Work instruction:
Please filter the listing below and copy out the lines that hold "guards".

=-=-=-=-=

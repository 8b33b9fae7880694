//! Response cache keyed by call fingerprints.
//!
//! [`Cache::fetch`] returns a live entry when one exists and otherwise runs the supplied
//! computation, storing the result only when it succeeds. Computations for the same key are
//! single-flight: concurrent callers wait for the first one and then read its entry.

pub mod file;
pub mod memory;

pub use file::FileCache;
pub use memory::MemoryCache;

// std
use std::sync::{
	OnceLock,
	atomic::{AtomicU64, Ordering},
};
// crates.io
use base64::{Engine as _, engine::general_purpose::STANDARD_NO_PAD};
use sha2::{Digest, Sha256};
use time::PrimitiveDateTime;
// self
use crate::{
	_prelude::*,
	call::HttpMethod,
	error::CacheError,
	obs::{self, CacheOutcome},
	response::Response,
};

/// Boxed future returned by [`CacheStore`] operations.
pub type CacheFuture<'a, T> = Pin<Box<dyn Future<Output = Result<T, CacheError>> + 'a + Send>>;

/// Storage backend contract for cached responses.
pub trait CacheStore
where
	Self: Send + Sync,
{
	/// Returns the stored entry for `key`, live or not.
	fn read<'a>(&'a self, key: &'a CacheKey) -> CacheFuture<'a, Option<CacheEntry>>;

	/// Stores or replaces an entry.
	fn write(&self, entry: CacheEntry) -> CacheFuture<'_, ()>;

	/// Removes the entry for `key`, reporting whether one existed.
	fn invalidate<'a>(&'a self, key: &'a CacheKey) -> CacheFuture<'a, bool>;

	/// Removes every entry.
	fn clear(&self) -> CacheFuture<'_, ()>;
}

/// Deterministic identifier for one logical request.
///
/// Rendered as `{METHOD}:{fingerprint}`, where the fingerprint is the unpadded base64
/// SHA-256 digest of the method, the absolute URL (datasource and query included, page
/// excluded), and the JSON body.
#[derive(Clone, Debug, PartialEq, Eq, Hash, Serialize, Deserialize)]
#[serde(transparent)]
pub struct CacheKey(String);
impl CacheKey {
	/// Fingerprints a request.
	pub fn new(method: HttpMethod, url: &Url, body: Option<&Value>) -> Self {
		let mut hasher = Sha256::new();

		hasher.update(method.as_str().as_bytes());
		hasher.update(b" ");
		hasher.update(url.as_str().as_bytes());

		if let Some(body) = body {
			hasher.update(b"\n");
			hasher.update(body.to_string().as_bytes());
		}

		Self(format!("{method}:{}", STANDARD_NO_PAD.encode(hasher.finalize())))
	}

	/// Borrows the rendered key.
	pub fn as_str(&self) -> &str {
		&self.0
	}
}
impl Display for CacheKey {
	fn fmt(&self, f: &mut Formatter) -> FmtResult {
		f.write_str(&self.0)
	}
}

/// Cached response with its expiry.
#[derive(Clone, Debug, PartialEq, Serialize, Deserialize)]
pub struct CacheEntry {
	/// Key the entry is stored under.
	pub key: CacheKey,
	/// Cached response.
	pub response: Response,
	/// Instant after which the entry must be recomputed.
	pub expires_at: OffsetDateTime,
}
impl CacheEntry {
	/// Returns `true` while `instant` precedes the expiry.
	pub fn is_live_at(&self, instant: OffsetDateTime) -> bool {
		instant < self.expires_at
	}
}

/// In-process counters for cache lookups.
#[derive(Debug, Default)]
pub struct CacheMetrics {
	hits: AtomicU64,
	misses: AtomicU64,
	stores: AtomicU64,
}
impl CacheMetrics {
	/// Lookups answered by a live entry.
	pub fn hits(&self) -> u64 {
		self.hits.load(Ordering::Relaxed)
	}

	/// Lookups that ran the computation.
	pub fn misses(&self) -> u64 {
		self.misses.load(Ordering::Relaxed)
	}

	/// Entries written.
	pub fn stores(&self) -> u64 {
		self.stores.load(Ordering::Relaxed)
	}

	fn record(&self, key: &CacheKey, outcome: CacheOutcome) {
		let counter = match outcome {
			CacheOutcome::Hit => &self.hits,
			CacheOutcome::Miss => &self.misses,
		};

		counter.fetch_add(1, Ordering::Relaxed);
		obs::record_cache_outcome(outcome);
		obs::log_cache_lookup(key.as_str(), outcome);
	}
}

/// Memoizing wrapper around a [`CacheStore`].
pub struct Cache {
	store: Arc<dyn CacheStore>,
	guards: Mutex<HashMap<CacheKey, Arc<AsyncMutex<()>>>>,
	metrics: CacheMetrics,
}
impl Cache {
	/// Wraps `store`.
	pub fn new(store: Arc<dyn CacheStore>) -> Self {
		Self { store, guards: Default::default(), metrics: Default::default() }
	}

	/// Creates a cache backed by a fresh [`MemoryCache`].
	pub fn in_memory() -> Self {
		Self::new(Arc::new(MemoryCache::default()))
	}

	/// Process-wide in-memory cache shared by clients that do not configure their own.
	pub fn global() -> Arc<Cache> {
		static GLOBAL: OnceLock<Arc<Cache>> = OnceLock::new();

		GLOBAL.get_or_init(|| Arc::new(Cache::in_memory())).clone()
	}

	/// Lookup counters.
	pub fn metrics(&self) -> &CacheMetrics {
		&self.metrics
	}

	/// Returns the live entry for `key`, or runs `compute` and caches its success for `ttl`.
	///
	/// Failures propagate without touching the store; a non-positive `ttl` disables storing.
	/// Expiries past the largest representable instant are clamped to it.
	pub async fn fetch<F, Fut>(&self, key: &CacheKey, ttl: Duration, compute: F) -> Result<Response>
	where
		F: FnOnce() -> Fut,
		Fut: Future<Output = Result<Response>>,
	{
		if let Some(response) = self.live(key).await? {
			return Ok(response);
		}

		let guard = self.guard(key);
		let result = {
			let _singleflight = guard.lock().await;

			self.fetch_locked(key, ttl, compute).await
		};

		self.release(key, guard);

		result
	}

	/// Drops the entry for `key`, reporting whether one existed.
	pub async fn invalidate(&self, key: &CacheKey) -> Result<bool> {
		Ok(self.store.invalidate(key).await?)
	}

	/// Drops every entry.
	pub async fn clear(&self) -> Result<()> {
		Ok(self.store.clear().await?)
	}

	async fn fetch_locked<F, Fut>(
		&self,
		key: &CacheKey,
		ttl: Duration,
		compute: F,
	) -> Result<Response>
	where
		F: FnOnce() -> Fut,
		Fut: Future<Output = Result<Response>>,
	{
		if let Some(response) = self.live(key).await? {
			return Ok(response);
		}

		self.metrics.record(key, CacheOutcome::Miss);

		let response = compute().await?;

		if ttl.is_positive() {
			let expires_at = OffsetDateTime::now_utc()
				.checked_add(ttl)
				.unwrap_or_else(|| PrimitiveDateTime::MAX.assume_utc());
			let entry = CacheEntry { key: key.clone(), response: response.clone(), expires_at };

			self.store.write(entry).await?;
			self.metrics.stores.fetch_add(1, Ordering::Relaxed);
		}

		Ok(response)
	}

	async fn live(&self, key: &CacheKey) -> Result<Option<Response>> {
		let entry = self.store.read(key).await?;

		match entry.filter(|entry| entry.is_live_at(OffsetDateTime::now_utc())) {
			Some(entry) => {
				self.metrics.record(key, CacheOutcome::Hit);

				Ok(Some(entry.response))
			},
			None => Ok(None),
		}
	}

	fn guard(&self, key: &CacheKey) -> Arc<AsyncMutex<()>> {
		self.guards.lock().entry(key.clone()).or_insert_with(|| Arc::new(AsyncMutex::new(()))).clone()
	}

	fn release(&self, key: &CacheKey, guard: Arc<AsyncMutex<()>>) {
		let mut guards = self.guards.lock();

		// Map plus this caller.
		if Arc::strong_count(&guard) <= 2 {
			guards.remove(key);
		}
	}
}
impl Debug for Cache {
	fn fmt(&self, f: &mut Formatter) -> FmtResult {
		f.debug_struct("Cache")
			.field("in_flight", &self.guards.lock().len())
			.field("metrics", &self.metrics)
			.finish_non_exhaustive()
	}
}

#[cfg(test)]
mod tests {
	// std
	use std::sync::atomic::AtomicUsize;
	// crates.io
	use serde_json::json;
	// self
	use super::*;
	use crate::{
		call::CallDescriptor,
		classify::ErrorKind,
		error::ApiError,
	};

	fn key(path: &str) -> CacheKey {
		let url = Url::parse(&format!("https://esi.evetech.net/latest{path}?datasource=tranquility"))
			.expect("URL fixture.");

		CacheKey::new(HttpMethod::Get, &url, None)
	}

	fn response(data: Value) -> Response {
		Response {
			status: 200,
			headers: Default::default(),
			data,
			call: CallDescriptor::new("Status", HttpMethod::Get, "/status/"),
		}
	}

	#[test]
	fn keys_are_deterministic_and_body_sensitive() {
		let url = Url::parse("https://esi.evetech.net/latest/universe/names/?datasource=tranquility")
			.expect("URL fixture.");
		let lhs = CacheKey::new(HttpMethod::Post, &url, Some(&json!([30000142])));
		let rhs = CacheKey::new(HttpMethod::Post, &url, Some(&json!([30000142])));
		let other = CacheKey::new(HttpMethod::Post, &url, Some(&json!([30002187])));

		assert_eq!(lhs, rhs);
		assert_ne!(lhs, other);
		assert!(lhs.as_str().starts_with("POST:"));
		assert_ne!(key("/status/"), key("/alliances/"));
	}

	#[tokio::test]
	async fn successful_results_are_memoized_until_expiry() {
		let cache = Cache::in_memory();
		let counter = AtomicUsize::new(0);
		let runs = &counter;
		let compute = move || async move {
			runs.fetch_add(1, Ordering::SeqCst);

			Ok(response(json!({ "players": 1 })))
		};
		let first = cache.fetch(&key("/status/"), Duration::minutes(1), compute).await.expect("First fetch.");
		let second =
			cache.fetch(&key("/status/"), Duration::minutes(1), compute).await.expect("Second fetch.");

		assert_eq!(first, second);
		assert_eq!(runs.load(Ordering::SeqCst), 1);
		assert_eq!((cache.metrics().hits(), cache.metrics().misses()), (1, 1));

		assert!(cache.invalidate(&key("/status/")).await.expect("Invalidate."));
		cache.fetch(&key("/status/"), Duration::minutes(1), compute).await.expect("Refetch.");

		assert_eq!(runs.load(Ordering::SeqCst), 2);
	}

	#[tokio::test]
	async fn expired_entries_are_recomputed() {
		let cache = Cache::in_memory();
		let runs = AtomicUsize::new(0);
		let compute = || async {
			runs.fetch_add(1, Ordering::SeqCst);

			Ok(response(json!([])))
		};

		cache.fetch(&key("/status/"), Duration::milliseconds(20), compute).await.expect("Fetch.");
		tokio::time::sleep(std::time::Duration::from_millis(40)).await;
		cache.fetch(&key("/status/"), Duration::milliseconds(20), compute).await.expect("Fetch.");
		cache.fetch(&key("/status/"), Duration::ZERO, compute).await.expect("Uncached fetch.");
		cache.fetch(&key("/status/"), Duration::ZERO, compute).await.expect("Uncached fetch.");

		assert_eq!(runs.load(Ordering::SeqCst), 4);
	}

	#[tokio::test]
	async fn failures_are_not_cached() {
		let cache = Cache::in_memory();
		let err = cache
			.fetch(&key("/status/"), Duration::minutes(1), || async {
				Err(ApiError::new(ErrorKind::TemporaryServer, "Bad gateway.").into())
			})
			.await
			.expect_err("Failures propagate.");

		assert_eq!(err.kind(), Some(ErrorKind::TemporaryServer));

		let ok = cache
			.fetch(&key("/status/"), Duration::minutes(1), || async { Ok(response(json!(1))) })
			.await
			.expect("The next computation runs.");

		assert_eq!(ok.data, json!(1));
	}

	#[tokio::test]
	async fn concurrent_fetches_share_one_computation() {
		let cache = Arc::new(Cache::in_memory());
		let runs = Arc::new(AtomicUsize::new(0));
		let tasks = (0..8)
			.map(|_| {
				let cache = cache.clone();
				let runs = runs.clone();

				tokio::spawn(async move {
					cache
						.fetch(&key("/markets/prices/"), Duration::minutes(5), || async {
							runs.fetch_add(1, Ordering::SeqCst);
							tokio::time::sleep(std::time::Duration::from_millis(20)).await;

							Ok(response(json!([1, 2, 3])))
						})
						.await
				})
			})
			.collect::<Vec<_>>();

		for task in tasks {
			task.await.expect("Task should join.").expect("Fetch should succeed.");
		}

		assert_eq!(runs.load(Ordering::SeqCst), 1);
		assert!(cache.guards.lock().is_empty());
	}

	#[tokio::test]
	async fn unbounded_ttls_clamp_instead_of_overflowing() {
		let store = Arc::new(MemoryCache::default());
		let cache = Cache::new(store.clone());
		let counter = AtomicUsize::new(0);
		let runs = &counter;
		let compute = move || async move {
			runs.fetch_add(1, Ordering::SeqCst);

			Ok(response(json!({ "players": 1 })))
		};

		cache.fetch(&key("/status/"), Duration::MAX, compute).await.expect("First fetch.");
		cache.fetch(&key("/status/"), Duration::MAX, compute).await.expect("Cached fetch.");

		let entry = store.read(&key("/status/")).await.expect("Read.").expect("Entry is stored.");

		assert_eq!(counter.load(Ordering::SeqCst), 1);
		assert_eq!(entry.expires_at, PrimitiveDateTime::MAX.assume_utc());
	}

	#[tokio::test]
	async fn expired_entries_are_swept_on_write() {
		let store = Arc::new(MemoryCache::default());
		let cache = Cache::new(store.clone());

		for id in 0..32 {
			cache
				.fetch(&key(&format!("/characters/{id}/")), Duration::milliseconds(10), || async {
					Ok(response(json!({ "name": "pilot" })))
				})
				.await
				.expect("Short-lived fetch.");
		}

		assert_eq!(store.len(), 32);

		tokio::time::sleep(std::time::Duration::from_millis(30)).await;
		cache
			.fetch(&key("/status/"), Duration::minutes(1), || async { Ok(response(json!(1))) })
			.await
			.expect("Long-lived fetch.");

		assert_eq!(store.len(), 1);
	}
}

=-=-=-=-=

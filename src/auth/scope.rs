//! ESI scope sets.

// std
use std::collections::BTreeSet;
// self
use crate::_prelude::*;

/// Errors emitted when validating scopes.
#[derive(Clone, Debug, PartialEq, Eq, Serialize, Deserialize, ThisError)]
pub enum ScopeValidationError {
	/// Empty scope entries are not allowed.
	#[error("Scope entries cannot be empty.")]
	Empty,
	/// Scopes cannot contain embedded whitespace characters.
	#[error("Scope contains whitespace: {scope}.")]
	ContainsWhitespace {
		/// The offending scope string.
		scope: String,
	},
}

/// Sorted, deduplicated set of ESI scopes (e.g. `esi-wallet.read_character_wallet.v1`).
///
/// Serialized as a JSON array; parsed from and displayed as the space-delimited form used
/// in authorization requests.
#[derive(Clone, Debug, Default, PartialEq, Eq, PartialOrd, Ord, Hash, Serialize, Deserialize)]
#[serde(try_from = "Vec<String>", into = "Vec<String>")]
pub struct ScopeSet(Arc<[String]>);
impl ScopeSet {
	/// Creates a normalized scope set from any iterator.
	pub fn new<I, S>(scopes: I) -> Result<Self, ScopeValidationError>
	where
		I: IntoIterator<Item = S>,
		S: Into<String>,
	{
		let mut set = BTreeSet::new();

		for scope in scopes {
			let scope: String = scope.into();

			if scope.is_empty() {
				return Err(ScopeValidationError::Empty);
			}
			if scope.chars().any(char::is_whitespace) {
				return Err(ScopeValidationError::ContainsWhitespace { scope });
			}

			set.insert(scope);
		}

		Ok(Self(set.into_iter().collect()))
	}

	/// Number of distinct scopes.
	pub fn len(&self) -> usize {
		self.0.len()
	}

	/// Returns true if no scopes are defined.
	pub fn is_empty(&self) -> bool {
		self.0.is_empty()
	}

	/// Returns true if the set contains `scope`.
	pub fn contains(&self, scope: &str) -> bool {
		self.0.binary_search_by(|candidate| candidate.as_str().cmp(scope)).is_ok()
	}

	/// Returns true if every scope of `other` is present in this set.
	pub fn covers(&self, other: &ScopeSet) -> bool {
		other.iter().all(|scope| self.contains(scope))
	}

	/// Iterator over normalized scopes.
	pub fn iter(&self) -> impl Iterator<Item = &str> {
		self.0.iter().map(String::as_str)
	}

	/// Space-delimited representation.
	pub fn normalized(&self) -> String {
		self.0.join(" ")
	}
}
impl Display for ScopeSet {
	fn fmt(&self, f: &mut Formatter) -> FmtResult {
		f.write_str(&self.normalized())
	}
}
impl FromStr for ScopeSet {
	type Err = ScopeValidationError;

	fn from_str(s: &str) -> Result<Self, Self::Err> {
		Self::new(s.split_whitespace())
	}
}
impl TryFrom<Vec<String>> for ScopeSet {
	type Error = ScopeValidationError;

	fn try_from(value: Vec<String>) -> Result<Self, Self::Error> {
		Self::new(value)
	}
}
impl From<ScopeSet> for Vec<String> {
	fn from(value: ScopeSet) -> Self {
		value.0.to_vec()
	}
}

=-=-=-=-=

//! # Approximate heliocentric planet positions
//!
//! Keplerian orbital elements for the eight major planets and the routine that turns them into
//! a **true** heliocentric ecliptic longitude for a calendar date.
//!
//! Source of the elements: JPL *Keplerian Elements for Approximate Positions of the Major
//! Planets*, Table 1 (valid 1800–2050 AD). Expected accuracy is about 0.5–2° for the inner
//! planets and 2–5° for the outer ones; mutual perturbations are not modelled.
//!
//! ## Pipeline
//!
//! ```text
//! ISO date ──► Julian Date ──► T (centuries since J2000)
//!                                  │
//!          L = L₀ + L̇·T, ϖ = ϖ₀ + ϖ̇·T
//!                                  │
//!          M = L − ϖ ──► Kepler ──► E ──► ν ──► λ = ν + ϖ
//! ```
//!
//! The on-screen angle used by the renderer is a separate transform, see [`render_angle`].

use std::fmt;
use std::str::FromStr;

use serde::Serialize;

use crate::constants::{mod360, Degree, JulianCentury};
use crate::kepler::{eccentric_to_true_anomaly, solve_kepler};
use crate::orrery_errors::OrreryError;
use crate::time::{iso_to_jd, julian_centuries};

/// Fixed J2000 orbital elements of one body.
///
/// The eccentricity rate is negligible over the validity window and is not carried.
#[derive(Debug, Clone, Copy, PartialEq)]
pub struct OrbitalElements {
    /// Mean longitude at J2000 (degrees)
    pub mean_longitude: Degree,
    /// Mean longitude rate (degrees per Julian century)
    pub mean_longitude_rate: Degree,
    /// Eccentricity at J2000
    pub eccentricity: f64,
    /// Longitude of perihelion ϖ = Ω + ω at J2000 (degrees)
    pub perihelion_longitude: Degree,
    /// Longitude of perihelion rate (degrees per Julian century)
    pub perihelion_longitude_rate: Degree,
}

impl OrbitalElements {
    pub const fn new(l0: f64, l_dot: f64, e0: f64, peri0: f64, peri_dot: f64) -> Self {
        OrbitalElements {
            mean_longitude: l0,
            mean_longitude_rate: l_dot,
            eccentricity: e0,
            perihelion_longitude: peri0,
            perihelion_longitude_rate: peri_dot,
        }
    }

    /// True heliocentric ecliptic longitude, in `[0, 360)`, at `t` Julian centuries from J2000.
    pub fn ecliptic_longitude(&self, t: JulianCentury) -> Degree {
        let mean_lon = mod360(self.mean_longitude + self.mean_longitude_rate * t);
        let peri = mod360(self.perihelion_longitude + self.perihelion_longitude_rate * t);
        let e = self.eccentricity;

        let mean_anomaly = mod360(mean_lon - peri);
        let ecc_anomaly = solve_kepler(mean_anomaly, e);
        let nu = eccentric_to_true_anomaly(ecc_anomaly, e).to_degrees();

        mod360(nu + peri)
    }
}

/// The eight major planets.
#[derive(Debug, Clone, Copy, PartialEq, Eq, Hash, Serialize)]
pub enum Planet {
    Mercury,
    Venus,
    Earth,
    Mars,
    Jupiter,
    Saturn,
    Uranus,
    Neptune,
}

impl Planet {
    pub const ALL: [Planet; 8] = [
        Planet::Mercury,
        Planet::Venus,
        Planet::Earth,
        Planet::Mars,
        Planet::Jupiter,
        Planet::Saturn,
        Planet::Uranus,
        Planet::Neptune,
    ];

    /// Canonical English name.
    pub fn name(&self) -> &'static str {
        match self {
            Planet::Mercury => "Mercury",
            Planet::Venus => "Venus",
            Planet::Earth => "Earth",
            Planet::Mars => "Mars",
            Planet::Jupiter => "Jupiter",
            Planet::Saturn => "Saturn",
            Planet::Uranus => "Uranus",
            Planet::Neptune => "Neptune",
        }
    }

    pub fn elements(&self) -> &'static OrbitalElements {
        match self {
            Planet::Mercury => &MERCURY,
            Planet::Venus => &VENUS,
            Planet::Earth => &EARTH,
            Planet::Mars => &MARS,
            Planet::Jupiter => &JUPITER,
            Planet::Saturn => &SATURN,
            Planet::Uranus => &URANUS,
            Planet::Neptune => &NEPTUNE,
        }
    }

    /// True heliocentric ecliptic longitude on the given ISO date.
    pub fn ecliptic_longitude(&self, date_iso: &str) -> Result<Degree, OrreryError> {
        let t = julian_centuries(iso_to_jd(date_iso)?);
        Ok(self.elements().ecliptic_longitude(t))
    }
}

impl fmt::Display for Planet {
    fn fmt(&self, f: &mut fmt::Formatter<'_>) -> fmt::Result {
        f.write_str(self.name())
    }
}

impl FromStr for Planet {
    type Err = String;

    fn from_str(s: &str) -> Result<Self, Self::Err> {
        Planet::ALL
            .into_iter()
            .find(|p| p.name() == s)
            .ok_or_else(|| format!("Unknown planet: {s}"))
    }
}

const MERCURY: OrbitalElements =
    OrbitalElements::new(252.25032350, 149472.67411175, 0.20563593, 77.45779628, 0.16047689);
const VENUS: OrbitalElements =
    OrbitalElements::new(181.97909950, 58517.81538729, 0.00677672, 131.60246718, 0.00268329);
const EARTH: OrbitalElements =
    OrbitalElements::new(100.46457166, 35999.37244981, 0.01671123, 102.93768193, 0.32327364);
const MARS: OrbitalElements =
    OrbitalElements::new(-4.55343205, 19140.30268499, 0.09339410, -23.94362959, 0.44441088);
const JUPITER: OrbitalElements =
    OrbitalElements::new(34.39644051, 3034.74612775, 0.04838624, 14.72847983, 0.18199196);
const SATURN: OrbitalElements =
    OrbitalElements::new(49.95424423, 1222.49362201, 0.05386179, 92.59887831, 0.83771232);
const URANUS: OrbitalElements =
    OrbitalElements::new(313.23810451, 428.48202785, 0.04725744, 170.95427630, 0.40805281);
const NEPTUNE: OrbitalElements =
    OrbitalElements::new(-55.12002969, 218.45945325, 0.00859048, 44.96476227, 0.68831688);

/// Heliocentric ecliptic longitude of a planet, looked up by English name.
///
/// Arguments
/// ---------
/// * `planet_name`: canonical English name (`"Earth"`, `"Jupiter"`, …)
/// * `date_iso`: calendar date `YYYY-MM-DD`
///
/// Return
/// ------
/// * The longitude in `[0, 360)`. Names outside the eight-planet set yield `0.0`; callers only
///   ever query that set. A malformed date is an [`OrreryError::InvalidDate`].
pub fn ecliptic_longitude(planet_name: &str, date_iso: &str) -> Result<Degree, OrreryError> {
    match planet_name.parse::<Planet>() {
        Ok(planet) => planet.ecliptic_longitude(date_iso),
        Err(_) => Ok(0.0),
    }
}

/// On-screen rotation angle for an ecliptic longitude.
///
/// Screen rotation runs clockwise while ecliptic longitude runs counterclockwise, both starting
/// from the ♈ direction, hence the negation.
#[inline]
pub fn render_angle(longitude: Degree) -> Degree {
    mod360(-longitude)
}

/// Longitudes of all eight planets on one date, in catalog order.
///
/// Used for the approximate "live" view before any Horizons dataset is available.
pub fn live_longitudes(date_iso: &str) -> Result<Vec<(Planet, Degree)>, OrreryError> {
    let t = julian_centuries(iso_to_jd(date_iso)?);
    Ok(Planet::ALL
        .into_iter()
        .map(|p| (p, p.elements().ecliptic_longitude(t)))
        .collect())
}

=-=-=-=-=

Exercise output:
	guards: Mutex<HashMap<CacheKey, Arc<AsyncMutex<()>>>>,
		Self { store, guards: Default::default(), metrics: Default::default() }
		self.guards.lock().entry(key.clone()).or_insert_with(|| Arc::new(AsyncMutex::new(()))).clone()
		let mut guards = self.guards.lock();
			guards.remove(key);
			.field("in_flight", &self.guards.lock().len())
		assert!(cache.guards.lock().is_empty());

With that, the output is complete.